[WHAT NEEDS TO BE DONE]:
Filter the records, keeping every line that has the string "ExportFormat".

[Collected data]:
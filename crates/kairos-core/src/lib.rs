// Copyright 2025 eraflo
//
// Licensed under the Apache License, Version 2.0 (the "License");
// you may not use this file except in compliance with the License.
// You may obtain a copy of the License at
//
//     http://www.apache.org/licenses/LICENSE-2.0
//
// Unless required by applicable law or agreed to in writing, software
// distributed under the License is distributed on an "AS IS" BASIS,
// WITHOUT WARRANTIES OR CONDITIONS OF ANY KIND, either express or implied.
// See the License for the specific language governing permissions and
// limitations under the License.

//! # Kairos Core
//!
//! Time-budgeted cooperative scheduling for engine-style tick loops.
//!
//! A [`RuntimeLimiter`] runs a group of named [`LogicUnit`] callbacks inside
//! a per-tick millisecond allowance, round-robin first and opportunistically
//! (coldest units first) once the next unit in line no longer fits. A
//! [`RuntimeLimitSharer`] splits a larger allowance across several named
//! limiters by weight and hands leftover time back out in bonus passes.
//!
//! Callbacks are never preempted: budgets are enforced at admission, before
//! a callback starts, using a moving-average estimate of its past runtime.

#![warn(missing_docs)]

pub mod limiter;
pub mod logic;
pub mod mailbox;
pub mod schedule;
pub mod sharer;
pub mod stats;
pub mod utils;

pub use limiter::{LimiterConfig, RunReport, RuntimeLimiter};
pub use logic::LogicUnit;
pub use mailbox::Registrar;
pub use schedule::TimeAccumulator;
pub use sharer::{RuntimeLimitSharer, ShareReport};
pub use utils::timer::Stopwatch;
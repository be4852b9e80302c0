mod generate;
pub mod guard;
mod mutate;
pub mod policy;
mod types;
mod verify;

pub use policy::{BalancedLoad, LoadBook, LoadPolicy, Rotation};
pub use types::{
    AssignmentInput, ChangeSummary, Finding, FindingRule, Gap, GapReason, GenerateOptions,
    GenerationOutcome, GenerationRequest, PolicyKind, RosterError, Severity, UpdatedAssignment,
    Violation, VerifyOptions,
};
pub use verify::has_errors;

use crate::calendar::TermCalendar;
use crate::model::{Assignment, AssignmentId, Roster, Term};

/// Scheduler : encapsule le Roster sur lequel portent génération, vérification et éditions.
///
/// Chaque opération laisse le roster intact lorsqu'elle échoue.
#[derive(Debug, Default)]
pub struct Scheduler {
    roster: Roster,
}

impl Scheduler {
    pub fn new() -> Self {
        Self {
            roster: Roster::default(),
        }
    }

    pub fn from_roster(roster: Roster) -> Self {
        Self { roster }
    }

    pub fn roster(&self) -> &Roster {
        &self.roster
    }
    pub fn roster_mut(&mut self) -> &mut Roster {
        &mut self.roster
    }
    pub fn into_roster(self) -> Roster {
        self.roster
    }

    /// Remplit chaque case (salle, jour) des trimestres visés ; les cases impossibles deviennent des trous.
    pub fn generate(
        &mut self,
        request: &GenerationRequest,
        calendar: &TermCalendar,
        eligible_grades: &[u8],
        opts: GenerateOptions,
    ) -> Result<GenerationOutcome, RosterError> {
        generate::generate(self, request, calendar, eligible_grades, opts)
    }

    /// Constats triés par gravité (erreurs, avertissements, ok).
    pub fn verify(&self, term: Term, opts: &VerifyOptions) -> Vec<Finding> {
        verify::verify(&self.roster, term, opts)
    }

    pub fn update_assignment(
        &mut self,
        id: AssignmentId,
        input: &AssignmentInput,
    ) -> Result<UpdatedAssignment, RosterError> {
        mutate::update(self, id, input)
    }

    pub fn add_assignment(&mut self, input: &AssignmentInput) -> Result<Assignment, RosterError> {
        mutate::add(self, input)
    }

    pub fn delete_assignment(&mut self, id: AssignmentId) -> Result<Assignment, RosterError> {
        mutate::delete(self, id)
    }

    pub fn publish(&mut self, term: Term, opts: &VerifyOptions) -> Result<Vec<Finding>, RosterError> {
        mutate::publish(self, term, opts)
    }
}
//! Les opérations exposées aux collaborateurs (pages, CLI), chacune dans une transaction du stockage.

use crate::config::Settings;
use crate::io::{self, ExportFormat};
use crate::model::{Assignment, AssignmentId, Member, Room, Term};
use crate::scheduler::{
    AssignmentInput, Finding, GenerationOutcome, GenerationRequest, RosterError, Scheduler,
    UpdatedAssignment,
};
use crate::storage::Storage;
use std::io::Write;
use tracing::{info, warn};

pub struct RosterService<S> {
    storage: S,
    settings: Settings,
}

impl<S: Storage> RosterService<S> {
    pub fn new(storage: S, settings: Settings) -> Self {
        Self { storage, settings }
    }

    pub fn storage(&self) -> &S {
        &self.storage
    }

    pub fn settings(&self) -> &Settings {
        &self.settings
    }

    fn with_scheduler<T, F>(&self, f: F) -> Result<T, RosterError>
    where
        F: FnOnce(&mut Scheduler) -> Result<T, RosterError>,
    {
        self.storage.transaction(|roster| {
            let mut scheduler = Scheduler::from_roster(std::mem::take(roster));
            let out = f(&mut scheduler);
            *roster = scheduler.into_roster();
            out
        })
    }

    pub fn import_members(&self, members: Vec<Member>) -> Result<usize, RosterError> {
        let count = members.len();
        self.storage.transaction(|roster| {
            roster.upsert_members(members);
            Ok::<_, RosterError>(())
        })?;
        info!(count, "members imported");
        Ok(count)
    }

    pub fn import_rooms(&self, rooms: Vec<Room>) -> Result<usize, RosterError> {
        let count = rooms.len();
        self.storage.transaction(|roster| {
            roster.upsert_rooms(rooms);
            Ok::<_, RosterError>(())
        })?;
        info!(count, "rooms imported");
        Ok(count)
    }

    pub fn generate(&self, request: &GenerationRequest) -> Result<GenerationOutcome, RosterError> {
        let settings = &self.settings;
        let result = self.with_scheduler(|scheduler| {
            scheduler.generate(
                request,
                &settings.calendar,
                &settings.eligible_grades,
                settings.generate_options(),
            )
        });
        match &result {
            Ok(outcome) => info!(
                created = outcome.assignments_created,
                gaps = outcome.gaps.len(),
                "generation committed"
            ),
            Err(err) => warn!(error = %err, "generation rolled back"),
        }
        result
    }

    /// Lecture seule.
    pub fn verify(&self, term: Term) -> Result<Vec<Finding>, RosterError> {
        let roster = self.storage.load()?;
        Ok(Scheduler::from_roster(roster).verify(term, &self.settings.verify_options()))
    }

    pub fn update_assignment(
        &self,
        id: AssignmentId,
        input: &AssignmentInput,
    ) -> Result<UpdatedAssignment, RosterError> {
        let result = self.with_scheduler(|scheduler| scheduler.update_assignment(id, input));
        if let Err(err) = &result {
            warn!(assignment = %id, error = %err, "edit rejected");
        }
        result
    }

    pub fn add_assignment(&self, input: &AssignmentInput) -> Result<Assignment, RosterError> {
        self.with_scheduler(|scheduler| scheduler.add_assignment(input))
    }

    pub fn delete_assignment(&self, id: AssignmentId) -> Result<Assignment, RosterError> {
        self.with_scheduler(|scheduler| scheduler.delete_assignment(id))
    }

    pub fn publish(&self, term: Term) -> Result<Vec<Finding>, RosterError> {
        let opts = self.settings.verify_options();
        let findings = self.with_scheduler(|scheduler| scheduler.publish(term, &opts))?;
        info!(%term, "term published");
        Ok(findings)
    }

    pub fn export<W: Write>(
        &self,
        writer: W,
        term: Option<Term>,
        format: ExportFormat,
    ) -> Result<(), RosterError> {
        let roster = self.storage.load()?;
        io::export(writer, &roster, term, format)?;
        Ok(())
    }
}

[WRITTEN RESPONSE]:
use crate::io::{self, ExportFormat};
        format: ExportFormat,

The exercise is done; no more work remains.